1) What will it do to your family and friends?

Every person's death affects many people. Those most affected are those closest to them - friends and family. A suicide is even worse. Your family will feel terrible guilt that it was their fault, as well as normal sadness. Many families never recover from the effect of someone's suicide. If you destroy yourself, you may destroy your family too. Dalton Dad that's your innocent children, who blindly love & trust you, your own family.


2) Remember the past

When you are depressed, it is hard to remember the past, and how things were better. But think - there was a time when you were happier, when life was better, when life seemed worth living. Such a time can happen to you again. You were happy before any of this, you will be happy again


3) What is on the other side of death?

Every religion believes that there is still an existence after dying. Many people who have no religion also believe this is so. And almost everyone knows that there are bad things that may happen to us after dying, as well as the possibility of good things. This is a dangerous journey to take.
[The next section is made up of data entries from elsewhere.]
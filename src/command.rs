//! Operator commands and the processor that applies them.
//!
//! [`CommandProcessor`] is the only writer of the motion state. Every
//! transition runs inside one critical section: validate, mutate, append
//! to the transition log, encode the frame and write it to the link. The
//! operator's socket, the script runner and the rollback executor can
//! therefore drive the rover concurrently without ever emitting a frame
//! that mixes two half-applied updates.

use std::io::Write;
use std::path::{Path, PathBuf};
use std::sync::atomic::{AtomicBool, Ordering};
use std::sync::Arc;
use std::time::Duration;

use parking_lot::Mutex;
use tokio::task::JoinHandle;
use tokio_util::sync::CancellationToken;

use crate::actuator::ActuatorLink;
use crate::error::CommandError;
use crate::motion::{Direction, MotionState, ServoCommand, Speed};
use crate::transition_log::{LogBody, SystemEvent, Transition, TransitionLog};
use crate::video::{Resolution, ResolutionStep, VideoControl};

/// Pause between script records, after the stop frame.
pub const SCRIPT_STEP_GAP: Duration = Duration::from_millis(50);

/// One decoded operator input.
#[derive(Clone, Debug, PartialEq, Eq)]
pub enum Command {
    Drive(Direction),
    Servo(ServoCommand),
    SpeedUp,
    SpeedDown,
    Resolution(ResolutionStep),
    /// `SPD:<n>`
    SetSpeed(i64),
    /// `DIR:<n>`
    SetDirection(i64),
    /// `SERVO:<n>`
    SetServo(i64),
    /// `SCRIPT:<body>`
    Script(String),
}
How do you know what will happen to you after you die. If you are not sure, do not make the journey!


4) You have a purpose

All of us are placed on this earth for a purpose. To walk out of that is a terrible waste.
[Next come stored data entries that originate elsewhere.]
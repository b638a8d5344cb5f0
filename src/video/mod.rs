//! Video relay: JPEG frames fragmented over UDP.
//!
//! The rover captures, encodes and splits each frame into
//! [`chunk::DEFAULT_CHUNK_SIZE`] pieces ([`streamer`]); the operator side
//! reassembles and decodes them ([`assembler`], [`receiver`]). Packets may
//! arrive in any order or not at all.

pub mod assembler;
pub mod chunk;
pub mod receiver;
pub mod source;
pub mod streamer;

pub use assembler::FrameAssembler;
pub use chunk::{split_frame, ChunkHeader, FrameChunk, DEFAULT_CHUNK_SIZE, HEADER_LEN};
pub use receiver::{DecodedFrame, VideoReceiver};
pub use source::{FrameSource, TestPattern};
pub use streamer::{VideoControl, VideoStreamer};

/// Operator request to change the streamed resolution.
#[derive(Clone, Copy, Debug, PartialEq, Eq)]
pub enum ResolutionStep {
    /// Smaller frames (`x`).
    Down,
    /// Larger frames (`c`).
    Up,
}

#[derive(Clone, Copy, Debug, PartialEq, Eq)]
pub struct Resolution {
    pub width: u32,
    pub height: u32,
}

impl std::fmt::Display for Resolution {
    fn fmt(&self, f: &mut std::fmt::Formatter<'_>) -> std::fmt::Result {
        write!(f, "{}x{}", self.width, self.height)
    }
}

/// Available resolutions, largest first. Index 0 is the power-up default.
pub const RESOLUTIONS: [Resolution; 5] = [
    Resolution { width: 640, height: 480 },
    Resolution { width: 352, height: 288 },
    Resolution { width: 320, height: 240 },
    Resolution { width: 176, height: 144 },
    Resolution { width: 160, height: 120 },
];
//! Command channel framing.
//!
//! The channel is newline-delimited text, except that a `FILE:<n>` line
//! switches it to binary mode for exactly `n` bytes of script body:
//!
//! ```text
//! w\n
//! SPD:70\n
//! FILE:18\n
//! w:50:1000\na:50:500      <- 18 raw bytes, no terminator required
//! n\n
//! ```

use bytes::{Buf, BytesMut};

use crate::error::CommandError;

/// Largest accepted `FILE:` upload.
pub const MAX_SCRIPT_BYTES: usize = 1 << 20;

/// Longest line kept while waiting for its newline.
pub const MAX_LINE_BYTES: usize = 64 * 1024;

/// A complete unit of command-channel input.
#[derive(Clone, Debug, PartialEq, Eq)]
pub enum Inbound {
    /// One text line, without its `\n`.
    Line(String),
    /// Body of a `FILE:` upload.
    Script(Vec<u8>),
}

struct Upload {
    expected: usize,
    body: Vec<u8>,
    /// Oversized uploads are consumed but not kept.
    discard: bool,
}

impl Upload {
    fn received(&self) -> usize {
        self.body.len()
    }
}

/// Incremental decoder for the command channel.
#[derive(Default)]
pub struct CommandDecoder {
    buf: BytesMut,
    upload: Option<Upload>,
    discarded: usize,
}

impl CommandDecoder {
    pub fn new() -> Self {
        Self::default()
    }

    /// True while a `FILE:` body is being received.
    pub fn is_receiving_file(&self) -> bool {
        self.upload.is_some()
    }

    /// Feed bytes read from the socket and return everything they complete.
    pub fn push(&mut self, data: &[u8]) -> Vec<Result<Inbound, CommandError>> {
        self.buf.extend_from_slice(data);
        let mut out = Vec::new();

        loop {
            if let Some(upload) = self.upload.as_mut() {
                let remaining = upload.expected - upload.received() - self.discarded;
                let take = remaining.min(self.buf.len());
                if upload.discard {
                    self.buf.advance(take);
                    self.discarded += take;
                } else {
                    upload.body.extend_from_slice(&self.buf.split_to(take));
                }
                if take < remaining {
                    break;
                }

                if let Some(done) = self.upload.take() {
                    self.discarded = 0;
                    if !done.discard {
                        tracing::info!("Script received, {} bytes", done.expected);
                        out.push(Ok(Inbound::Script(done.body)));
                    }
                }
                continue;
            }

            let Some(pos) = self.buf.iter().position(|&b| b == b'\n') else {
                if self.buf.len() > MAX_LINE_BYTES {
                    out.push(Err(CommandError::LineTooLong(MAX_LINE_BYTES)));
                    self.buf.clear();
                }
                break;
            };
            let raw = self.buf.split_to(pos + 1);
            let line = String::from_utf8_lossy(&raw[..pos]).into_owned();

            match line.strip_prefix("FILE:") {
                Some(size) => self.begin_upload(size, &mut out),
                None => out.push(Ok(Inbound::Line(line))),
            }
        }
        out
    }

    fn begin_upload(&mut self, size: &str, out: &mut Vec<Result<Inbound, CommandError>>) {
        let expected = match size.trim().parse::<usize>() {
            Ok(n) => n,
            Err(_) => {
                out.push(Err(CommandError::InvalidNumber {
                    field: "file size",
                    payload: size.to_string(),
                }));
                return;
            }
        };

        let discard = expected > MAX_SCRIPT_BYTES;
        if discard {
            out.push(Err(CommandError::ScriptTooLarge(expected)));
        } else {
            tracing::info!("Receiving script, {} bytes", expected);
        }
        self.upload = Some(Upload {
            expected,
            body: Vec::with_capacity(if discard { 0 } else { expected }),
            discard,
        });
    }
}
5) The most important reason of all

God made you. He loves you. He understands how you feel. When no one else understands how you feel, He does. He sent Jesus to die for you. He created you for a purpose. He can bring you through depression, or any other problem you may have. You do not need to be alone. He can help you in your loneliness.
God really wants to speak to you. It is as if He is saying:

"My dear one,
You are not alone. I am with you. I have loved you since before you were born. I was with you though all the hurt and pain. Only I understand how you feel inside. I am with you. I will go through this time with you. I can bring you through it. Ask Me to help you. I have a wonderful plan for your life.


Search for Me.

I will never let you go."
Who else can help me?
If you are considering killing yourself, get help quick, TODAY. You MUST talk to someone. Please make a contract with us - will you promise that you agree to do NOTHING to harm yourself or others, until you have talked with someone - face to face, by phone, or email?


Who?
* A friend.
* A nurse, doctor or health worker - perhaps at your place of work or study.
* A counsellor or advisor - your place of work may have such a person.
* A religious advisor.
* Telephone BEFRIENDERS for help.
* Email SAMARITANS.
BEFRIENDERS

In many countries of the world, there are organizations called BEFRIENDERS. This movement started in Britain, under the name SAMARITANS, and now almost all countries have similar groups. They have telephone help-lines. You can phone them for advice on any problem.
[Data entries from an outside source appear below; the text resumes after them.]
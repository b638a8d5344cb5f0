//! Operator-side video receiver.
//!
//! Reassembles the rover's chunked JPEG stream and keeps the newest frame
//! on disk, which any image viewer that reloads on change can display.
//!
//! Usage: video-receiver [--listen 0.0.0.0:6000] [--output latest.jpg]

use std::net::SocketAddr;
use std::path::{Path, PathBuf};
use std::time::{Duration, Instant};

use anyhow::{Context, Result};
use clap::Parser;
use tokio::sync::mpsc;
use tokio_util::sync::CancellationToken;

use roverlink::video::{DecodedFrame, VideoReceiver};

#[derive(Parser, Debug)]
#[command(name = "video-receiver", version, about = "Receive the rover's UDP video stream")]
struct Args {
    /// Local address to receive video on
    #[arg(long, env = "ROVERLINK_VIDEO_LISTEN", default_value = "0.0.0.0:6000")]
    listen: SocketAddr,

    /// Where the newest frame is written
    #[arg(long, default_value = "latest.jpg")]
    output: PathBuf,

    /// Drop incomplete frames older than this (milliseconds)
    #[arg(long, default_value_t = 2000)]
    max_frame_age_ms: u64,
}

/// Write via a temp file so readers never see a half-written JPEG.
fn write_frame(output: &Path, frame: &DecodedFrame) -> Result<()> {
    let tmp = output.with_extension("jpg.part");
    std::fs::write(&tmp, &frame.jpeg).with_context(|| format!("writing {}", tmp.display()))?;
    std::fs::rename(&tmp, output).with_context(|| format!("replacing {}", output.display()))?;
    Ok(())
}

#[tokio::main]
async fn main() -> Result<()> {
    tracing_subscriber::fmt()
        .with_env_filter(
            tracing_subscriber::EnvFilter::from_default_env()
                .add_directive("roverlink=debug".parse()?)
                .add_directive("info".parse()?),
        )
        .init();

    let args = Args::parse();
    let receiver =
        VideoReceiver::bind(args.listen, Duration::from_millis(args.max_frame_age_ms)).await?;

    let cancel = CancellationToken::new();
    let (tx, mut rx) = mpsc::channel(8);
    let recv_task = tokio::spawn(receiver.run(tx, cancel.clone()));

    tokio::spawn({
        let cancel = cancel.clone();
        async move {
            if tokio::signal::ctrl_c().await.is_ok() {
                tracing::info!("Ctrl-C received");
            }
            cancel.cancel();
        }
    });

    tracing::info!("Writing frames to {}", args.output.display());
    let mut frames = 0u32;
    let mut window_start = Instant::now();

    while let Some(frame) = rx.recv().await {
        if let Err(e) = write_frame(&args.output, &frame) {
            tracing::warn!("{:#}", e);
        }
        frames += 1;
        let elapsed = window_start.elapsed();
        if elapsed >= Duration::from_secs(1) {
            tracing::info!(
                "{:.1} fps, {}x{}, frame {}, {} bytes",
                frames as f64 / elapsed.as_secs_f64(),
                frame.width,
                frame.height,
                frame.frame_id,
                frame.jpeg.len()
            );
            frames = 0;
            window_start = Instant::now();
        }
    }

    recv_task.await??;
    Ok(())
}
//! Append-only transition log.
//!
//! One text record per line, flushed as soon as it is written:
//!
//! ```text
//! [16.10.2026][14:03:11.482] SYS:OPERATOR_CONNECTED
//! [16.10.2026][14:03:12.010] DIR:0->1(FORWARD)
//! [16.10.2026][14:03:13.220] SPD:50->60
//! [16.10.2026][14:03:17.010] DIR:1->0(STOP)
//! [16.10.2026][14:03:29.900] RB:DIR:0->2(BACKWARD)
//! ```
//!
//! `RB:` marks transitions issued while a rollback was driving the rover.
//! The rollback executor is the only reader; it never rewrites the file.

use std::fmt;
use std::fs::{File, OpenOptions};
use std::io::{self, Write};
use std::path::{Path, PathBuf};

use anyhow::{Context, Result};
use chrono::{Local, NaiveDateTime};

use crate::motion::{Direction, ServoCommand, Speed};
use crate::video::ResolutionStep;

/// `strftime` layout of the record timestamp.
pub const TIMESTAMP_FORMAT: &str = "[%d.%m.%Y][%H:%M:%S%.3f]";

const ROLLBACK_TAG: &str = "RB:";

/// Local wall-clock time, as written into log records.
pub fn now() -> NaiveDateTime {
    Local::now().naive_local()
}

/// Lifecycle markers written by the session orchestrator.
#[derive(Clone, Copy, Debug, PartialEq, Eq)]
pub enum SystemEvent {
    OperatorConnected,
    OperatorLost,
    RollbackStarted,
    RollbackFinished,
    RollbackCancelled,
}

impl SystemEvent {
    pub fn as_str(self) -> &'static str {
        match self {
            SystemEvent::OperatorConnected => "OPERATOR_CONNECTED",
            SystemEvent::OperatorLost => "OPERATOR_LOST",
            SystemEvent::RollbackStarted => "ROLLBACK_STARTED",
            SystemEvent::RollbackFinished => "ROLLBACK_FINISHED",
            SystemEvent::RollbackCancelled => "ROLLBACK_CANCELLED",
        }
    }

    fn parse(s: &str) -> Option<Self> {
        Some(match s {
            "OPERATOR_CONNECTED" => SystemEvent::OperatorConnected,
            "OPERATOR_LOST" => SystemEvent::OperatorLost,
            "ROLLBACK_STARTED" => SystemEvent::RollbackStarted,
            "ROLLBACK_FINISHED" => SystemEvent::RollbackFinished,
            "ROLLBACK_CANCELLED" => SystemEvent::RollbackCancelled,
            _ => return None,
        })
    }
}

/// A single accepted change to the motion state (or video settings).
#[derive(Clone, Copy, Debug, PartialEq, Eq)]
pub enum Transition {
    Direction { from: Direction, to: Direction },
    Servo { from: ServoCommand, to: ServoCommand },
    Speed { from: Speed, to: Speed },
    Resolution(ResolutionStep),
}

impl fmt::Display for Transition {
    fn fmt(&self, f: &mut fmt::Formatter<'_>) -> fmt::Result {
        match self {
            Transition::Direction { from, to } => {
                write!(f, "DIR:{}->{}({})", from.code(), to.code(), to.name())
            }
            Transition::Servo { from, to } => {
                write!(f, "SERVO:{}->{}({})", from.code(), to.code(), to.name())
            }
            Transition::Speed { from, to } => write!(f, "SPD:{}->{}", from, to),
            Transition::Resolution(ResolutionStep::Down) => f.write_str("VIDEO:RES_DOWN"),
            Transition::Resolution(ResolutionStep::Up) => f.write_str("VIDEO:RES_UP"),
        }
    }
}

/// Parse `<old>-><new>` optionally followed by `(NAME)`.
fn parse_change(s: &str) -> Option<(i64, i64)> {
    let (from, rest) = s.split_once("->")?;
    let to = rest.split('(').next()?;
    Some((from.trim().parse().ok()?, to.trim().parse().ok()?))
}

impl Transition {
    fn parse(body: &str) -> Option<Self> {
        if let Some(rest) = body.strip_prefix("DIR:") {
            let (from, to) = parse_change(rest)?;
            return Some(Transition::Direction {
                from: Direction::from_code(from)?,
                to: Direction::from_code(to)?,
            });
        }
        if let Some(rest) = body.strip_prefix("SERVO:") {
            let (from, to) = parse_change(rest)?;
            return Some(Transition::Servo {
                from: ServoCommand::from_code(from)?,
                to: ServoCommand::from_code(to)?,
            });
        }
        if let Some(rest) = body.strip_prefix("SPD:") {
            let (from, to) = parse_change(rest)?;
            return Some(Transition::Speed {
                from: Speed::new(from)?,
                to: Speed::new(to)?,
            });
        }
        match body {
            "VIDEO:RES_DOWN" => Some(Transition::Resolution(ResolutionStep::Down)),
            "VIDEO:RES_UP" => Some(Transition::Resolution(ResolutionStep::Up)),
            _ => None,
        }
    }
}

/// What a record says, without its timestamp.
#[derive(Clone, Copy, Debug, PartialEq, Eq)]
pub enum LogBody {
    Transition {
        transition: Transition,
        /// Issued by the rollback executor rather than the operator or a script.
        rollback: bool,
    },
    System(SystemEvent),
}

impl fmt::Display for LogBody {
    fn fmt(&self, f: &mut fmt::Formatter<'_>) -> fmt::Result {
        match self {
            LogBody::Transition {
                transition,
                rollback,
            } => {
                if *rollback {
                    f.write_str(ROLLBACK_TAG)?;
                }
                write!(f, "{}", transition)
            }
            LogBody::System(event) => write!(f, "SYS:{}", event.as_str()),
        }
    }
}

impl LogBody {
    fn parse(body: &str) -> Option<Self> {
        if let Some(event) = body.strip_prefix("SYS:") {
            return SystemEvent::parse(event.trim()).map(LogBody::System);
        }
        let (rollback, body) = match body.strip_prefix(ROLLBACK_TAG) {
            Some(rest) => (true, rest),
            None => (false, body),
        };
        Transition::parse(body.trim()).map(|transition| LogBody::Transition {
            transition,
            rollback,
        })
    }
}

/// One timestamped line of the log.
#[derive(Clone, Copy, Debug, PartialEq, Eq)]
pub struct LogRecord {
    pub timestamp: NaiveDateTime,
    pub body: LogBody,
}

impl LogRecord {
    /// Parse a log line. Returns `None` for lines this version does not understand.
    pub fn parse(line: &str) -> Option<Self> {
        let (timestamp, rest) = NaiveDateTime::parse_and_remainder(line, TIMESTAMP_FORMAT).ok()?;
        let body = LogBody::parse(rest.trim())?;
        Some(LogRecord { timestamp, body })
    }
}

impl fmt::Display for LogRecord {
    fn fmt(&self, f: &mut fmt::Formatter<'_>) -> fmt::Result {
        write!(f, "{} {}", self.timestamp.format(TIMESTAMP_FORMAT), self.body)
    }
}

/// Writer half of the transition log. Owned by the command processor.
pub struct TransitionLog {
    path: PathBuf,
    file: File,
}

impl TransitionLog {
    /// Open (or create) the log for appending.
    pub fn open(path: impl AsRef<Path>) -> Result<Self> {
        let path = path.as_ref().to_path_buf();
        let file = OpenOptions::new()
            .create(true)
            .append(true)
            .open(&path)
            .with_context(|| format!("failed to open transition log {}", path.display()))?;
        tracing::info!("Transition log opened: {}", path.display());
        Ok(Self { path, file })
    }

    pub fn path(&self) -> &Path {
        &self.path
    }

    /// Append a record stamped with the current time and flush it.
    pub fn append(&mut self, body: LogBody) -> io::Result<LogRecord> {
        let record = LogRecord {
            timestamp: now(),
            body,
        };
        self.file.write_all(format!("{}\n", record).as_bytes())?;
        self.file.flush()?;
        Ok(record)
    }
}

/// Read every record the log holds, skipping lines that do not parse.
pub fn read_records(path: impl AsRef<Path>) -> io::Result<Vec<LogRecord>> {
    let text = std::fs::read_to_string(path)?;
    Ok(text.lines().filter_map(LogRecord::parse).collect())
}

/// Records of the most recent operator session: everything from the last
/// `OPERATOR_CONNECTED` marker onward. Without any marker the whole log is
/// one session.
pub fn last_session(records: &[LogRecord]) -> &[LogRecord] {
    let start = records
        .iter()
        .rposition(|r| r.body == LogBody::System(SystemEvent::OperatorConnected))
        .unwrap_or(0);
    &records[start..]
}

#[cfg(test)]
mod tests {
    use super::*;
    use chrono::NaiveDate;
    use tempfile::tempdir;

    fn ts(h: u32, m: u32, s: u32, ms: u32) -> NaiveDateTime {
        NaiveDate::from_ymd_opt(2026, 10, 16)
            .unwrap()
            .and_hms_milli_opt(h, m, s, ms)
            .unwrap()
    }

    #[test]
    fn test_record_text_format() {
        let record = LogRecord {
            timestamp: ts(14, 3, 12, 10),
            body: LogBody::Transition {
                transition: Transition::Direction {
                    from: Direction::Stop,
                    to: Direction::Forward,
                },
                rollback: false,
            },
        };
        assert_eq!(record.to_string(), "[16.10.2026][14:03:12.010] DIR:0->1(FORWARD)");

        let rb = LogRecord {
            timestamp: ts(9, 0, 0, 5),
            body: LogBody::Transition {
                transition: Transition::Servo {
                    from: ServoCommand::Stop,
                    to: ServoCommand::Up,
                },
                rollback: true,
            },
        };
        assert_eq!(rb.to_string(), "[16.10.2026][09:00:00.005] RB:SERVO:0->2(SERVO_UP)");
    }

    #[test]
    fn test_parse_lines() {
        let r = LogRecord::parse("[16.10.2026][14:03:13.220] SPD:50->60").unwrap();
        assert_eq!(r.timestamp, ts(14, 3, 13, 220));
        assert_eq!(
            r.body,
            LogBody::Transition {
                transition: Transition::Speed {
                    from: Speed::new(50).unwrap(),
                    to: Speed::new(60).unwrap()
                },
                rollback: false
            }
        );

        let r = LogRecord::parse("[16.10.2026][14:03:29.900] RB:DIR:0->2(BACKWARD)").unwrap();
        assert!(matches!(
            r.body,
            LogBody::Transition {
                transition: Transition::Direction {
                    to: Direction::Backward,
                    ..
                },
                rollback: true
            }
        ));

        let r = LogRecord::parse("[16.10.2026][14:03:11.482] SYS:OPERATOR_CONNECTED").unwrap();
        assert_eq!(r.body, LogBody::System(SystemEvent::OperatorConnected));

        let r = LogRecord::parse("[16.10.2026][14:03:11.482] VIDEO:RES_UP").unwrap();
        assert_eq!(
            r.body,
            LogBody::Transition {
                transition: Transition::Resolution(ResolutionStep::Up),
                rollback: false
            }
        );
    }

    #[test]
    fn test_parse_rejects_garbage() {
        assert!(LogRecord::parse("").is_none());
        assert!(LogRecord::parse("DIR:0->1(FORWARD)").is_none());
        assert!(LogRecord::parse("[16.10.2026][14:03:11.482] DIR:0->9(BOGUS)").is_none());
        assert!(LogRecord::parse("[16.10.2026][14:03:11.482] SYS:REBOOTED").is_none());
        assert!(LogRecord::parse("[16.10.2026][14:03:11.482] SPD:abc->60").is_none());
    }

    #[test]
    fn test_append_and_read_back() {
        let dir = tempdir().unwrap();
        let path = dir.path().join("commands.log");

        let mut log = TransitionLog::open(&path).unwrap();
        log.append(LogBody::System(SystemEvent::OperatorConnected))
            .unwrap();
        let written = log
            .append(LogBody::Transition {
                transition: Transition::Direction {
                    from: Direction::Stop,
                    to: Direction::Left,
                },
                rollback: false,
            })
            .unwrap();
        drop(log);

        // Reopening appends rather than truncating.
        let mut log = TransitionLog::open(&path).unwrap();
        log.append(LogBody::System(SystemEvent::OperatorLost)).unwrap();

        let records = read_records(&path).unwrap();
        assert_eq!(records.len(), 3);
        assert_eq!(records[1].body, written.body);
        // Millisecond precision survives the round trip.
        assert_eq!(records[1].to_string(), written.to_string());
        assert_eq!(records[2].body, LogBody::System(SystemEvent::OperatorLost));
    }

    #[test]
    fn test_last_session_segmentation() {
        let text = "\
[16.10.2026][10:00:00.000] SYS:OPERATOR_CONNECTED
[16.10.2026][10:00:01.000] DIR:0->1(FORWARD)
[16.10.2026][10:00:02.000] DIR:1->0(STOP)
[16.10.2026][10:05:00.000] SYS:OPERATOR_CONNECTED
[16.10.2026][10:05:01.000] DIR:0->3(RIGHT)
";
        let records: Vec<_> = text.lines().filter_map(LogRecord::parse).collect();
        let session = last_session(&records);
        assert_eq!(session.len(), 2);
        assert_eq!(session[0].body, LogBody::System(SystemEvent::OperatorConnected));
        assert_eq!(session[0].timestamp, ts(10, 5, 0, 0));

        let unmarked: Vec<_> = records[1..3].to_vec();
        assert_eq!(last_session(&unmarked).len(), 2);
    }
}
They are completely confidential - they will never tell anyone else what you have shared with them.

Not only that, if you still choose to commit suicide, they will respect your wish to do that. They will not trace the phone-call, or call emergency services, unless you ask them to. BEFRIENDERS helpers are trained to help you. They do not belong to any religion. Go to the BEFRIENDERS web-page to find details of the phone numbers for your country. They start half-way down their long page.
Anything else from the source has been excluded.